_Exercise prompt_.
Repeat exactly the lines of the entries below from the one with "let entries = self.table.group(group)?;" through the one with "None => trace!(field", both ends included, and nothing else.
START Data
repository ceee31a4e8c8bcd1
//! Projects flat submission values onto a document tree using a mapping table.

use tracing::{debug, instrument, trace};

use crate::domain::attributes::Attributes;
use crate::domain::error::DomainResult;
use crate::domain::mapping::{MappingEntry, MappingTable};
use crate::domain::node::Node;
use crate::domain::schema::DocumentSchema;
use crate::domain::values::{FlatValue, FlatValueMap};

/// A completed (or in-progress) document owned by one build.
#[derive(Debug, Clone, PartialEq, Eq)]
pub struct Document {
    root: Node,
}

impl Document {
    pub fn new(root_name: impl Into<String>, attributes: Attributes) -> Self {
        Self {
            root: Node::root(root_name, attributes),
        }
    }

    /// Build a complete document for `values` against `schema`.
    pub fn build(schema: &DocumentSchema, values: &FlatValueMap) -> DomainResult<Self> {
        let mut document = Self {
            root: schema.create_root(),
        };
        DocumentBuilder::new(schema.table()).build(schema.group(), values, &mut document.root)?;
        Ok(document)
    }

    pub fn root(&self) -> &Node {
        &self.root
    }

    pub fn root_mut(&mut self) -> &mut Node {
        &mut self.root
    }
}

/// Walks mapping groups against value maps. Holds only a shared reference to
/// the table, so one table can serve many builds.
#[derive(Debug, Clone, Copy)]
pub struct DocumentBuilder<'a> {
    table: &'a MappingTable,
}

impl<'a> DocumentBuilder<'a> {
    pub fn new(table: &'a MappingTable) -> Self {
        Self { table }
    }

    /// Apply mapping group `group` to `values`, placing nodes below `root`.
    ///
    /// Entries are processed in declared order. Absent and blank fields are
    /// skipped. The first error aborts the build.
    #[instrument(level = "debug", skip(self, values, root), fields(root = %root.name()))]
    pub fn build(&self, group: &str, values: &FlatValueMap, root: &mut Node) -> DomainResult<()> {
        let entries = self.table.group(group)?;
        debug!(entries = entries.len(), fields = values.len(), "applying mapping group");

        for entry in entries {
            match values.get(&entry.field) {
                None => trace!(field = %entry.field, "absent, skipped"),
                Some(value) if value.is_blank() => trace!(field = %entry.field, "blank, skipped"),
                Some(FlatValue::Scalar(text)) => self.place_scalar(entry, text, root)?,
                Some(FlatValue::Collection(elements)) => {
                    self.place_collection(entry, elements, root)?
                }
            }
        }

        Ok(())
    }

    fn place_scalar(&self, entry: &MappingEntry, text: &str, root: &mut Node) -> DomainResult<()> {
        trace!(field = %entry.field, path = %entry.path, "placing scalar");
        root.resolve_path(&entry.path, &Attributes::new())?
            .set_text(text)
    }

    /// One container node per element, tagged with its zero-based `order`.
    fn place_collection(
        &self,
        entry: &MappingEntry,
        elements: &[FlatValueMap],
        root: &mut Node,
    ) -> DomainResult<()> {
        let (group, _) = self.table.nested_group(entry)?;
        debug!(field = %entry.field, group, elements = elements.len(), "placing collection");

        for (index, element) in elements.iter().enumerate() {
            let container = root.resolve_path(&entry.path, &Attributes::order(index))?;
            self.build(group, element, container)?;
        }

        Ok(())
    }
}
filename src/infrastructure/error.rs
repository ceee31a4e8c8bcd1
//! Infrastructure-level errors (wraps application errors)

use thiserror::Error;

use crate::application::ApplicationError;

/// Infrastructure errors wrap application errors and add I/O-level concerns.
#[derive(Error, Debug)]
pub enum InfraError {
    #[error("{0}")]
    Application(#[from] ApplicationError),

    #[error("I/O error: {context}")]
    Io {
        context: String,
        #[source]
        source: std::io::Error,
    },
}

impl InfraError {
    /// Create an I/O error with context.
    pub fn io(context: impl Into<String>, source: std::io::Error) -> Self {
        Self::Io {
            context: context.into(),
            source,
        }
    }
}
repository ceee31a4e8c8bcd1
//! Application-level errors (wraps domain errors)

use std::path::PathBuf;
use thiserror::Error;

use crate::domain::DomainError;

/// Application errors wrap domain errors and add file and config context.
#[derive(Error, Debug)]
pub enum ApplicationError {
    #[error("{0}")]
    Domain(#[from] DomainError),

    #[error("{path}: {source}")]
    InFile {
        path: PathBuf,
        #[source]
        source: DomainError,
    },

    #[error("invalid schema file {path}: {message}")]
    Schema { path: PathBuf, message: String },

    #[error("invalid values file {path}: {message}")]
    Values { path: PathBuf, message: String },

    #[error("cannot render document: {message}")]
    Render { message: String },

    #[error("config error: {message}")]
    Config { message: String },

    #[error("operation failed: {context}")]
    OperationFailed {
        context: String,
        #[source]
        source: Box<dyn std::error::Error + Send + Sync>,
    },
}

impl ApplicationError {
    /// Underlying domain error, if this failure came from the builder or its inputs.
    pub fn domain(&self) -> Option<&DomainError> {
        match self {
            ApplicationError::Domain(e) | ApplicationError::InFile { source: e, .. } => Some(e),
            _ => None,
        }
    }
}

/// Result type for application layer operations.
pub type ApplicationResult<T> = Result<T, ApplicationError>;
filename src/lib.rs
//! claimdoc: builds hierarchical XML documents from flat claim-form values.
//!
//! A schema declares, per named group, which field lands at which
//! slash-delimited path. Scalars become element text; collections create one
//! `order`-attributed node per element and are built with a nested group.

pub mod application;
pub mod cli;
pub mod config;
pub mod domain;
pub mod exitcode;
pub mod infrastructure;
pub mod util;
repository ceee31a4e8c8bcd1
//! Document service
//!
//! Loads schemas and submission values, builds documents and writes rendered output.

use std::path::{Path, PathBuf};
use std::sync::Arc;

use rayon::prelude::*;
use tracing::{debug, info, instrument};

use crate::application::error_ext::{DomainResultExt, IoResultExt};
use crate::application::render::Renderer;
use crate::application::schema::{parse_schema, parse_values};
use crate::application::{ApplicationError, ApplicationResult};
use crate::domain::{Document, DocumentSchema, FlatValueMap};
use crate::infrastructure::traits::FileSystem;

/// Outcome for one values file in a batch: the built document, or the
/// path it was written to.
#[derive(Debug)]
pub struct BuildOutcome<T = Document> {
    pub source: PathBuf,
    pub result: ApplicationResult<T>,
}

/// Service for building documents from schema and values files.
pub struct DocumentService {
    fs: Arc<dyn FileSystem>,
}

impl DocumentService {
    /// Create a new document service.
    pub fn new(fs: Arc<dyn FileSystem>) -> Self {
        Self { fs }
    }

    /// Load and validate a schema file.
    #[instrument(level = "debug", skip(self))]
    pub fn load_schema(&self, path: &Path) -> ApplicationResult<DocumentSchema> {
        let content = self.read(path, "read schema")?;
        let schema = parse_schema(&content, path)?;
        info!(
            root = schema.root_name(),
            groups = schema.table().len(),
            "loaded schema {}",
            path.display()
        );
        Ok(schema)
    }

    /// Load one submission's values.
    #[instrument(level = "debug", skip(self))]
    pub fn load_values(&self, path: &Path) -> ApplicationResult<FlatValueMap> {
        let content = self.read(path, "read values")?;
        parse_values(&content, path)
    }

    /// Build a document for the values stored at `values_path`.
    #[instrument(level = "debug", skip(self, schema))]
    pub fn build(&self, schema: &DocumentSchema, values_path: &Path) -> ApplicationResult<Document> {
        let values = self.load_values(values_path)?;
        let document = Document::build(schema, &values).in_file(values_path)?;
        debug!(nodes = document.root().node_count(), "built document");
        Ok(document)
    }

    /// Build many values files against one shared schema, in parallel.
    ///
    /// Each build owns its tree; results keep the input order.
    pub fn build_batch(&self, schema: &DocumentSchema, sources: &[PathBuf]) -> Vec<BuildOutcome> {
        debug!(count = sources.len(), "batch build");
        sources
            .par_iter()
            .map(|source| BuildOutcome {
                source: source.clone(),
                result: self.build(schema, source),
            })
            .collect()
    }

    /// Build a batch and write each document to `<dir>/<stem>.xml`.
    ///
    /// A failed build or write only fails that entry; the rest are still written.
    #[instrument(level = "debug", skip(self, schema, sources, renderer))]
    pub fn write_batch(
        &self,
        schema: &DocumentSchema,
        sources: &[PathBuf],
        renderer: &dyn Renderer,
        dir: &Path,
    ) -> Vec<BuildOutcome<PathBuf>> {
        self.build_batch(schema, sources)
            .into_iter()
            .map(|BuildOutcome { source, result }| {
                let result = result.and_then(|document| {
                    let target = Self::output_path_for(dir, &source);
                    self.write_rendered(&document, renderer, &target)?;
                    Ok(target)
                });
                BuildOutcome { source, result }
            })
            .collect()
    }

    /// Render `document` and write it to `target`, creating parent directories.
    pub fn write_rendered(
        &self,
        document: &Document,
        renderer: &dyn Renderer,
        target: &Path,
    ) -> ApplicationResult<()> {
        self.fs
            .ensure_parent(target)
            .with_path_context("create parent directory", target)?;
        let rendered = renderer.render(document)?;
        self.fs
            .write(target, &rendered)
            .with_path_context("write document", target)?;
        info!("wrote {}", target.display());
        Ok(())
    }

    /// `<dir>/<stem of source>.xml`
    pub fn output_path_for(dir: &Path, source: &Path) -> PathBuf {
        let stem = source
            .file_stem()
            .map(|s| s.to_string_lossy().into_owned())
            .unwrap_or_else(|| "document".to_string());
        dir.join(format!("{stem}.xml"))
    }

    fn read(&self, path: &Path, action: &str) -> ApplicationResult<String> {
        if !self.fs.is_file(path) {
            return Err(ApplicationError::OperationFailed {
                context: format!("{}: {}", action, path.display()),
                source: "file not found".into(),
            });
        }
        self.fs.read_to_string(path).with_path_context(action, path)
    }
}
END Data
_Result for this task_.
        let entries = self.table.group(group)?;
        debug!(entries = entries.len(), fields = values.len(), "applying mapping group");

        for entry in entries {
            match values.get(&entry.field) {
                None => trace!(field = %entry.field, "absent, skipped"),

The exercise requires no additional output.